How to Streamline Drug Research?

We all know that information is valuable, and that more information is generally better than less.

But in the realm of pharmaceutical research (as in others, to be sure), there’s a troubling paradox: while successes are widely publicized, and while the results of clinical trials are usually published, the research from projects that fail before that stage is usually kept hidden. “A result,” writes Natasha Singer in The Times, “is that companies waste many millions going down experimental paths that their competitors have already found to be dead ends.”
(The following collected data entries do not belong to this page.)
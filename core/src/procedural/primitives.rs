//! Procedural mesh primitives with UV coordinates
//!
//! Functions for generating the round, toy-like shapes the monster is built
//! from. Every generator emits CCW-wound triangles with outward normals.

use glam::{Vec2, Vec3};
use std::f32::consts::PI;
use tracing::warn;

use super::types::{Mesh, MeshBuilder};

fn positive_or(name: &str, param: &str, value: f32, fallback: f32) -> f32 {
    if value > 0.0 && value.is_finite() {
        value
    } else {
        warn!("{name}: {param} must be > 0.0, clamping to {fallback}");
        fallback
    }
}

/// Generate a UV sphere mesh with smooth normals and equirectangular UV mapping
///
/// # Arguments
/// * `radius` - Sphere radius
/// * `segments` - Number of longitudinal divisions (min 3, max 256)
/// * `rings` - Number of latitudinal divisions (min 2, max 256)
///
/// # UV Mapping
/// - U (horizontal): Longitude wraps 0→1 around equator, with a duplicated seam column
/// - V (vertical): Latitude maps 0→1 from north pole to south pole
pub fn generate_sphere(radius: f32, segments: u32, rings: u32) -> Mesh {
    let radius = positive_or("generate_sphere", "radius", radius, 0.001);
    let segments = segments.clamp(3, 256);
    let rings = rings.clamp(2, 256);

    let mut mesh = Mesh::new();
    let columns = segments + 1;

    for ring in 0..=rings {
        let v = ring as f32 / rings as f32;
        let phi = v * PI;
        let y = radius * phi.cos();
        let ring_radius = radius * phi.sin();

        for seg in 0..=segments {
            let u = seg as f32 / segments as f32;
            let theta = u * 2.0 * PI;
            let position = Vec3::new(ring_radius * theta.cos(), y, ring_radius * theta.sin());
            let normal = position.normalize_or(Vec3::Y);
            mesh.add_vertex(position, Vec2::new(u, v), normal);
        }
    }

    for ring in 0..rings {
        for seg in 0..segments {
            let i0 = ring * columns + seg;
            let i1 = i0 + 1;
            let i2 = (ring + 1) * columns + seg;
            let i3 = i2 + 1;

            // Two triangles per quad (CCW winding for outward-facing normals)
            mesh.add_triangle(i0, i1, i3);
            mesh.add_triangle(i0, i3, i2);
        }
    }

    mesh
}

/// Generate a capped, optionally tapered tube centred on the origin along Y.
///
/// A zero `radius_top` produces a cone. `height_segments` controls how many
/// rings the side wall is split into, which matters for meshes that are bent
/// afterwards.
pub fn generate_tube(
    radius_bottom: f32,
    radius_top: f32,
    height: f32,
    segments: u32,
    height_segments: u32,
) -> Mesh {
    let radius_bottom = if radius_bottom < 0.0 {
        warn!("generate_tube: radius_bottom must be >= 0.0, clamping to 0.0");
        0.0
    } else {
        radius_bottom
    };
    let radius_top = if radius_top < 0.0 {
        warn!("generate_tube: radius_top must be >= 0.0, clamping to 0.0");
        0.0
    } else {
        radius_top
    };
    let height = positive_or("generate_tube", "height", height, 0.001);
    let segments = segments.clamp(3, 256);
    let height_segments = height_segments.clamp(1, 256);

    let mut mesh = Mesh::new();
    let half_height = height * 0.5;
    let columns = segments + 1;

    // Slant normal for tapered walls
    let radius_diff = radius_bottom - radius_top;
    let slant_length = (height * height + radius_diff * radius_diff).sqrt();
    let ny = radius_diff / slant_length;
    let nr = height / slant_length;

    for row in 0..=height_segments {
        let v = row as f32 / height_segments as f32;
        let y = -half_height + v * height;
        let radius = radius_bottom + (radius_top - radius_bottom) * v;

        for i in 0..=segments {
            let u = i as f32 / segments as f32;
            let theta = u * 2.0 * PI;
            let (sin_theta, cos_theta) = theta.sin_cos();
            let position = Vec3::new(radius * cos_theta, y, radius * sin_theta);
            let normal = Vec3::new(nr * cos_theta, ny, nr * sin_theta).normalize();
            mesh.add_vertex(position, Vec2::new(u, v), normal);
        }
    }

    // Rows run bottom to top, so the quad order is mirrored relative to the sphere
    for row in 0..height_segments {
        for i in 0..segments {
            let i0 = row * columns + i;
            let i1 = i0 + 1;
            let i2 = (row + 1) * columns + i;
            let i3 = i2 + 1;

            mesh.add_triangle(i0, i3, i1);
            mesh.add_triangle(i0, i2, i3);
        }
    }

    if radius_bottom > 0.0 {
        add_cap(&mut mesh, radius_bottom, -half_height, segments, false);
    }
    if radius_top > 0.0 {
        add_cap(&mut mesh, radius_top, half_height, segments, true);
    }

    mesh
}

fn add_cap(mesh: &mut Mesh, radius: f32, y: f32, segments: u32, facing_up: bool) {
    let normal = if facing_up { Vec3::Y } else { Vec3::NEG_Y };
    let center = mesh.add_vertex(Vec3::new(0.0, y, 0.0), Vec2::splat(0.5), normal);

    let first = center + 1;
    for i in 0..segments {
        let theta = (i as f32 / segments as f32) * 2.0 * PI;
        let (sin_theta, cos_theta) = theta.sin_cos();
        mesh.add_vertex(
            Vec3::new(radius * cos_theta, y, radius * sin_theta),
            Vec2::new(0.5 + 0.5 * cos_theta, 0.5 + 0.5 * sin_theta),
            normal,
        );
    }

    for i in 0..segments {
        let a = first + i;
        let b = first + (i + 1) % segments;
        if facing_up {
            mesh.add_triangle(center, b, a);
        } else {
            mesh.add_triangle(center, a, b);
        }
    }
}

/// Generate a capped cylinder (or truncated cone) centred on the origin
pub fn generate_cylinder(radius_bottom: f32, radius_top: f32, height: f32, segments: u32) -> Mesh {
    generate_tube(radius_bottom, radius_top, height, segments, 1)
}

/// Generate a cone with its base at `-height/2` and apex at `+height/2`
pub fn generate_cone(radius: f32, height: f32, segments: u32, height_segments: u32) -> Mesh {
    generate_tube(radius, 0.0, height, segments, height_segments)
}

/// Generate a capsule: a cylinder of `length` with hemispherical ends
///
/// # Arguments
/// * `radius` - Radius of the body and the end caps
/// * `length` - Length of the straight section (total height is `length + 2 * radius`)
/// * `segments` - Number of radial divisions (min 3, max 256)
/// * `rings` - Latitude divisions per hemisphere (min 1, max 128)
pub fn generate_capsule(radius: f32, length: f32, segments: u32, rings: u32) -> Mesh {
    let radius = positive_or("generate_capsule", "radius", radius, 0.001);
    let length = if length < 0.0 {
        warn!("generate_capsule: length must be >= 0.0, clamping to 0.0");
        0.0
    } else {
        length
    };
    let segments = segments.clamp(3, 256);
    let rings = rings.clamp(1, 128);

    let mut mesh = Mesh::new();
    let half_length = length * 0.5;
    let columns = segments + 1;
    let total_height = length + 2.0 * radius;

    // Latitudes from the top pole down to the bottom pole; the equator row is
    // emitted once per hemisphere so the straight section gets its own quads.
    let mut latitudes = Vec::with_capacity((rings as usize + 1) * 2);
    for ring in 0..=rings {
        let phi = (ring as f32 / rings as f32) * PI * 0.5;
        latitudes.push((phi, half_length));
    }
    for ring in 0..=rings {
        let phi = PI * 0.5 + (ring as f32 / rings as f32) * PI * 0.5;
        latitudes.push((phi, -half_length));
    }

    for &(phi, center_y) in &latitudes {
        let (sin_phi, cos_phi) = phi.sin_cos();
        let y = center_y + radius * cos_phi;
        let v = (half_length + radius - y) / total_height;

        for seg in 0..=segments {
            let u = seg as f32 / segments as f32;
            let theta = u * 2.0 * PI;
            let (sin_theta, cos_theta) = theta.sin_cos();
            let normal = Vec3::new(sin_phi * cos_theta, cos_phi, sin_phi * sin_theta);
            let position = Vec3::new(radius * normal.x, y, radius * normal.z);
            mesh.add_vertex(position, Vec2::new(u, v), normal);
        }
    }

    for row in 0..(latitudes.len() as u32 - 1) {
        for seg in 0..segments {
            let i0 = row * columns + seg;
            let i1 = i0 + 1;
            let i2 = (row + 1) * columns + seg;
            let i3 = i2 + 1;

            mesh.add_triangle(i0, i1, i3);
            mesh.add_triangle(i0, i3, i2);
        }
    }

    mesh
}

/// Generate a flat disc in the XY plane facing +Z
pub fn generate_disc(radius: f32, segments: u32) -> Mesh {
    let radius = positive_or("generate_disc", "radius", radius, 0.001);
    let segments = segments.clamp(3, 256);

    let mut mesh = Mesh::new();
    let center = mesh.add_vertex(Vec3::ZERO, Vec2::splat(0.5), Vec3::Z);

    for i in 0..segments {
        let theta = (i as f32 / segments as f32) * 2.0 * PI;
        let (sin_theta, cos_theta) = theta.sin_cos();
        mesh.add_vertex(
            Vec3::new(radius * cos_theta, radius * sin_theta, 0.0),
            Vec2::new(0.5 + 0.5 * cos_theta, 0.5 + 0.5 * sin_theta),
            Vec3::Z,
        );
    }

    for i in 0..segments {
        mesh.add_triangle(center, center + 1 + i, center + 1 + (i + 1) % segments);
    }

    mesh
}

/// Generate a box with rounded edges and corners
///
/// Each face is a `segments × segments` grid; every vertex is then pulled onto a
/// shell of `radius` around the inner box (half extents minus radius), which
/// rounds edges and corners while keeping the faces flat.
///
/// # Arguments
/// * `width`, `height`, `depth` - Full extents along X, Y and Z
/// * `segments` - Grid divisions per face (min 1, max 128)
/// * `radius` - Corner radius, clamped to half the smallest extent
pub fn generate_rounded_box(
    width: f32,
    height: f32,
    depth: f32,
    segments: u32,
    radius: f32,
) -> Mesh {
    let width = positive_or("generate_rounded_box", "width", width, 0.001);
    let height = positive_or("generate_rounded_box", "height", height, 0.001);
    let depth = positive_or("generate_rounded_box", "depth", depth, 0.001);
    let segments = segments.clamp(1, 128);

    let half = Vec3::new(width, height, depth) * 0.5;
    let radius = radius.clamp(0.0, half.min_element());
    let inner = half - Vec3::splat(radius);

    // (normal, u axis, v axis) with u × v = normal
    let faces = [
        (Vec3::X, Vec3::NEG_Z, Vec3::Y),
        (Vec3::NEG_X, Vec3::Z, Vec3::Y),
        (Vec3::Y, Vec3::X, Vec3::NEG_Z),
        (Vec3::NEG_Y, Vec3::X, Vec3::Z),
        (Vec3::Z, Vec3::X, Vec3::Y),
        (Vec3::NEG_Z, Vec3::NEG_X, Vec3::Y),
    ];

    let mut mesh = Mesh::new();
    let columns = segments + 1;

    for (normal, u_axis, v_axis) in faces {
        let base = mesh.vertex_count() as u32;
        let face_center = normal * half;
        let u_extent = (u_axis * half).abs().max_element();
        let v_extent = (v_axis * half).abs().max_element();

        for j in 0..=segments {
            let v = j as f32 / segments as f32;
            for i in 0..=segments {
                let u = i as f32 / segments as f32;
                let flat = face_center
                    + u_axis * ((u - 0.5) * 2.0 * u_extent)
                    + v_axis * ((v - 0.5) * 2.0 * v_extent);

                let core = flat.clamp(-inner, inner);
                let outward = (flat - core).normalize_or(normal);
                let position = core + outward * radius;
                mesh.add_vertex(position, Vec2::new(u, v), outward);
            }
        }

        for j in 0..segments {
            for i in 0..segments {
                let i0 = base + j * columns + i;
                let i1 = i0 + 1;
                let i2 = i0 + columns;
                let i3 = i2 + 1;

                mesh.add_triangle(i0, i1, i3);
                mesh.add_triangle(i0, i3, i2);
            }
        }
    }

    mesh
}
You should read Singer’s article in full, but here are a few highlights:

Now big-picture thinkers, within the industry and outside it, are re-examining every stage of drug development — from molecule to market — in an effort to foster faster innovation. It’s a holistic approach, called “systems thinking,” that originated in methods that engineers used to streamline projects in the aeronautics and automotive industries.

The Massachusetts Institute of Technology, for one, started a pharmaceutical innovation program this year to help drug companies adapt some successful approaches now used in aeronautics, like lean management and information-sharing among rivals.

And:

The M.I.T. project, called New Drug Development Paradigms, has gathered a powerful consortium of interested parties — including major drug makers and federal health authorities. One short-term goal is to identify, and rectify, the root causes of bottlenecks in the existing system. Longer term, the ambition is to create new prediction models, new ways to share information about the biology of diseases, and a new inclusiveness involving earlier participation of regulators, health insurers, health care providers, and patients.

And:

In the absence of a public database on failed drug compounds, a small group from the Sloan School of Management at M.I.T. and the Harvard Business School has created Pharmer’s Market (not this one), an online prediction market that uses crowd-sourcing to forecast the likelihood of a drug’s success. Introduced last month, the market has invited biomedical researchers and other drug industry experts to place anonymous bets, using virtual money, on the likelihood that certain breast cancer drugs, currently in clinical trials, will succeed or fail.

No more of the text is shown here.